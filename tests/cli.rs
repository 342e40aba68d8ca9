//! End-to-end tests driving the office2md binary.

use assert_cmd::Command;
use predicates::prelude::*;
use std::fs;
use std::path::{Path, PathBuf};
use tempfile::TempDir;

const CREDENTIAL: &str = "OPENAI_API_KEY";

/// Command running inside `workdir` with a clean credential environment.
fn cli(workdir: &Path) -> Command {
    let mut cmd = Command::cargo_bin("office2md").unwrap();
    cmd.current_dir(workdir).env_remove(CREDENTIAL).env_remove("RUST_LOG");
    cmd
}

fn run_dirs(base: &Path) -> Vec<PathBuf> {
    match fs::read_dir(base.join("data")) {
        Ok(entries) => entries.filter_map(|e| e.ok()).map(|e| e.path()).collect(),
        Err(_) => Vec::new(),
    }
}

#[test]
fn test_help() {
    let workdir = TempDir::new().unwrap();

    cli(workdir.path())
        .arg("--help")
        .assert()
        .success()
        .stdout(predicate::str::contains("--input-dir"));
}

#[test]
fn test_missing_credential_stops_before_any_work() {
    let workdir = TempDir::new().unwrap();
    let input = workdir.path().join("target");

    cli(workdir.path())
        .arg("--input-dir")
        .arg(&input)
        .arg("--output-dir")
        .arg(workdir.path())
        .assert()
        .code(1)
        .stderr(predicate::str::contains(CREDENTIAL));

    assert!(!input.exists());
    assert!(!workdir.path().join("data").exists());
}

#[test]
fn test_generate_config_needs_no_credential() {
    let workdir = TempDir::new().unwrap();

    cli(workdir.path())
        .args(["--generate-config", "--config", "sample.toml"])
        .assert()
        .success()
        .stdout(predicate::str::contains("sample.toml"));

    let content = fs::read_to_string(workdir.path().join("sample.toml")).unwrap();
    assert!(content.contains("[service]"));
    assert!(content.contains("gpt-4o-mini"));
}

#[test]
fn test_invalid_config_is_fatal() {
    let workdir = TempDir::new().unwrap();
    fs::write(workdir.path().join("office2md.toml"), "[service\nmodel = ").unwrap();

    cli(workdir.path())
        .env(CREDENTIAL, "sk-test")
        .assert()
        .code(1)
        .stderr(predicate::str::contains("Configuration error"));
}

#[test]
fn test_fresh_input_directory_is_created() {
    let workdir = TempDir::new().unwrap();
    let input = workdir.path().join("target");

    cli(workdir.path())
        .env(CREDENTIAL, "sk-test")
        .args(["--output-format", "plain"])
        .arg("--input-dir")
        .arg(&input)
        .arg("--output-dir")
        .arg(workdir.path())
        .assert()
        .success()
        .stdout(predicate::str::contains("Successfully converted 0/0 files."))
        .stderr(predicate::str::contains("No convertible files found"));

    assert!(input.is_dir());

    let runs = run_dirs(workdir.path());
    assert_eq!(runs.len(), 1);
    assert!(runs[0]
        .file_name()
        .unwrap()
        .to_string_lossy()
        .starts_with("converted_"));
    assert_eq!(fs::read_dir(&runs[0]).unwrap().count(), 0);
}

#[test]
fn test_dry_run_writes_nothing() {
    let workdir = TempDir::new().unwrap();
    let input = workdir.path().join("docs");
    fs::create_dir_all(input.join("sub")).unwrap();
    fs::write(input.join("a.pdf"), "pdf").unwrap();
    fs::write(input.join("sub/b.docx"), "docx").unwrap();

    cli(workdir.path())
        .env(CREDENTIAL, "sk-test")
        .args(["--dry-run", "--output-format", "plain"])
        .arg("--input-dir")
        .arg(&input)
        .arg("--output-dir")
        .arg(workdir.path())
        .assert()
        .success()
        .stdout(predicate::str::contains("a.pdf"))
        .stdout(predicate::str::contains("b.md"));

    assert!(!workdir.path().join("data").exists());
}

#[cfg(unix)]
mod with_converter {
    use super::*;

    // Stands in for the converter: writes "# <name>" to <output-dir>/<stem>.md,
    // failing for any file whose name starts with "bad".
    const SCRIPT: &str = r##"for a; do case "$prev" in --file) src="$a";; --output-dir) out="$a";; esac; prev="$a"; done; n=$(basename "$src"); case "$n" in bad*) echo "cannot read $n" >&2; exit 2;; esac; printf '# %s\n' "$n" > "$out/${n%.*}.md""##;

    fn write_config(workdir: &Path, input: &Path) {
        let config = format!(
            "[service]\ncommand = \"sh\"\nargs = [\"-c\", '''{}''', \"sh\"]\n\n[paths]\ninput_directory = '''{}'''\nbase_directory = '''{}'''\n",
            SCRIPT,
            input.display(),
            workdir.display()
        );
        fs::write(workdir.join("office2md.toml"), config).unwrap();
    }

    #[test]
    fn test_converts_example_tree() {
        let workdir = TempDir::new().unwrap();
        let input = workdir.path().join("target");
        fs::create_dir_all(input.join("sub")).unwrap();
        fs::write(input.join("a.pdf"), "pdf").unwrap();
        fs::write(input.join("sub/b.docx"), "docx").unwrap();
        fs::write(input.join("notes.txt"), "text").unwrap();
        write_config(workdir.path(), &input);

        cli(workdir.path())
            .env(CREDENTIAL, "sk-test")
            .args(["--output-format", "plain"])
            .assert()
            .success()
            .stdout(predicate::str::contains("Successfully converted 2/2 files."))
            .stderr(predicate::str::contains("Processing file 1/2"));

        let runs = run_dirs(workdir.path());
        assert_eq!(runs.len(), 1);
        assert_eq!(
            fs::read_to_string(runs[0].join("a.md")).unwrap(),
            "# a.pdf\n"
        );
        assert!(runs[0].join("sub/b.md").is_file());
        assert!(!runs[0].join("notes.md").exists());
    }

    #[test]
    fn test_failures_do_not_change_exit_code() {
        let workdir = TempDir::new().unwrap();
        let input = workdir.path().join("target");
        fs::create_dir_all(&input).unwrap();
        fs::write(input.join("a.pdf"), "pdf").unwrap();
        fs::write(input.join("bad.xlsx"), "xlsx").unwrap();
        fs::write(input.join("c.doc"), "doc").unwrap();
        write_config(workdir.path(), &input);

        cli(workdir.path())
            .env(CREDENTIAL, "sk-test")
            .args(["--output-format", "plain"])
            .assert()
            .success()
            .stdout(predicate::str::contains("Successfully converted 2/3 files."))
            .stdout(predicate::str::contains("cannot read bad.xlsx"));

        let runs = run_dirs(workdir.path());
        assert!(runs[0].join("a.md").exists());
        assert!(runs[0].join("c.md").exists());
        assert!(!runs[0].join("bad.md").exists());
    }
}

--

- [Exercise instructions]:
Transcribe the records in full, word for word.

- [Written answer]:
filename tests/cli.rs
repository 342e40aba68d8ca9
//! End-to-end tests driving the office2md binary.

use assert_cmd::Command;
use predicates::prelude::*;
use std::fs;
use std::path::{Path, PathBuf};
use tempfile::TempDir;

const CREDENTIAL: &str = "OPENAI_API_KEY";

/// Command running inside `workdir` with a clean credential environment.
fn cli(workdir: &Path) -> Command {
    let mut cmd = Command::cargo_bin("office2md").unwrap();
    cmd.current_dir(workdir).env_remove(CREDENTIAL).env_remove("RUST_LOG");
    cmd
}

fn run_dirs(base: &Path) -> Vec<PathBuf> {
    match fs::read_dir(base.join("data")) {
        Ok(entries) => entries.filter_map(|e| e.ok()).map(|e| e.path()).collect(),
        Err(_) => Vec::new(),
    }
}

#[test]
fn test_help() {
    let workdir = TempDir::new().unwrap();

    cli(workdir.path())
        .arg("--help")
        .assert()
        .success()
        .stdout(predicate::str::contains("--input-dir"));
}

#[test]
fn test_missing_credential_stops_before_any_work() {
    let workdir = TempDir::new().unwrap();
    let input = workdir.path().join("target");

    cli(workdir.path())
        .arg("--input-dir")
        .arg(&input)
        .arg("--output-dir")
        .arg(workdir.path())
        .assert()
        .code(1)
        .stderr(predicate::str::contains(CREDENTIAL));

    assert!(!input.exists());
    assert!(!workdir.path().join("data").exists());
}

#[test]
fn test_generate_config_needs_no_credential() {
    let workdir = TempDir::new().unwrap();

    cli(workdir.path())
        .args(["--generate-config", "--config", "sample.toml"])
        .assert()
        .success()
        .stdout(predicate::str::contains("sample.toml"));

    let content = fs::read_to_string(workdir.path().join("sample.toml")).unwrap();
    assert!(content.contains("[service]"));
    assert!(content.contains("gpt-4o-mini"));
}

#[test]
fn test_invalid_config_is_fatal() {
    let workdir = TempDir::new().unwrap();
    fs::write(workdir.path().join("office2md.toml"), "[service\nmodel = ").unwrap();

    cli(workdir.path())
        .env(CREDENTIAL, "sk-test")
        .assert()
        .code(1)
        .stderr(predicate::str::contains("Configuration error"));
}

#[test]
fn test_fresh_input_directory_is_created() {
    let workdir = TempDir::new().unwrap();
    let input = workdir.path().join("target");

    cli(workdir.path())
        .env(CREDENTIAL, "sk-test")
        .args(["--output-format", "plain"])
        .arg("--input-dir")
        .arg(&input)
        .arg("--output-dir")
        .arg(workdir.path())
        .assert()
        .success()
        .stdout(predicate::str::contains("Successfully converted 0/0 files."))
        .stderr(predicate::str::contains("No convertible files found"));

    assert!(input.is_dir());

    let runs = run_dirs(workdir.path());
    assert_eq!(runs.len(), 1);
    assert!(runs[0]
        .file_name()
        .unwrap()
        .to_string_lossy()
        .starts_with("converted_"));
    assert_eq!(fs::read_dir(&runs[0]).unwrap().count(), 0);
}

#[test]
fn test_dry_run_writes_nothing() {
    let workdir = TempDir::new().unwrap();
    let input = workdir.path().join("docs");
    fs::create_dir_all(input.join("sub")).unwrap();
    fs::write(input.join("a.pdf"), "pdf").unwrap();
    fs::write(input.join("sub/b.docx"), "docx").unwrap();

    cli(workdir.path())
        .env(CREDENTIAL, "sk-test")
        .args(["--dry-run", "--output-format", "plain"])
        .arg("--input-dir")
        .arg(&input)
        .arg("--output-dir")
        .arg(workdir.path())
        .assert()
        .success()
        .stdout(predicate::str::contains("a.pdf"))
        .stdout(predicate::str::contains("b.md"));

    assert!(!workdir.path().join("data").exists());
}

#[cfg(unix)]
mod with_converter {
    use super::*;

    // Stands in for the converter: writes "# <name>" to <output-dir>/<stem>.md,
    // failing for any file whose name starts with "bad".
    const SCRIPT: &str = r##"for a; do case "$prev" in --file) src="$a";; --output-dir) out="$a";; esac; prev="$a"; done; n=$(basename "$src"); case "$n" in bad*) echo "cannot read $n" >&2; exit 2;; esac; printf '# %s\n' "$n" > "$out/${n%.*}.md""##;

    fn write_config(workdir: &Path, input: &Path) {
        let config = format!(
            "[service]\ncommand = \"sh\"\nargs = [\"-c\", '''{}''', \"sh\"]\n\n[paths]\ninput_directory = '''{}'''\nbase_directory = '''{}'''\n",
            SCRIPT,
            input.display(),
            workdir.display()
        );
        fs::write(workdir.join("office2md.toml"), config).unwrap();
    }

    #[test]
    fn test_converts_example_tree() {
        let workdir = TempDir::new().unwrap();
        let input = workdir.path().join("target");
        fs::create_dir_all(input.join("sub")).unwrap();
        fs::write(input.join("a.pdf"), "pdf").unwrap();
        fs::write(input.join("sub/b.docx"), "docx").unwrap();
        fs::write(input.join("notes.txt"), "text").unwrap();
        write_config(workdir.path(), &input);

        cli(workdir.path())
            .env(CREDENTIAL, "sk-test")
            .args(["--output-format", "plain"])
            .assert()
            .success()
            .stdout(predicate::str::contains("Successfully converted 2/2 files."))
            .stderr(predicate::str::contains("Processing file 1/2"));

        let runs = run_dirs(workdir.path());
        assert_eq!(runs.len(), 1);
        assert_eq!(
            fs::read_to_string(runs[0].join("a.md")).unwrap(),
            "# a.pdf\n"
        );
        assert!(runs[0].join("sub/b.md").is_file());
        assert!(!runs[0].join("notes.md").exists());
    }

    #[test]
    fn test_failures_do_not_change_exit_code() {
        let workdir = TempDir::new().unwrap();
        let input = workdir.path().join("target");
        fs::create_dir_all(&input).unwrap();
        fs::write(input.join("a.pdf"), "pdf").unwrap();
        fs::write(input.join("bad.xlsx"), "xlsx").unwrap();
        fs::write(input.join("c.doc"), "doc").unwrap();
        write_config(workdir.path(), &input);

        cli(workdir.path())
            .env(CREDENTIAL, "sk-test")
            .args(["--output-format", "plain"])
            .assert()
            .success()
            .stdout(predicate::str::contains("Successfully converted 2/3 files."))
            .stdout(predicate::str::contains("cannot read bad.xlsx"));

        let runs = run_dirs(workdir.path());
        assert!(runs[0].join("a.md").exists());
        assert!(runs[0].join("c.md").exists());
        assert!(!runs[0].join("bad.md").exists());
    }
}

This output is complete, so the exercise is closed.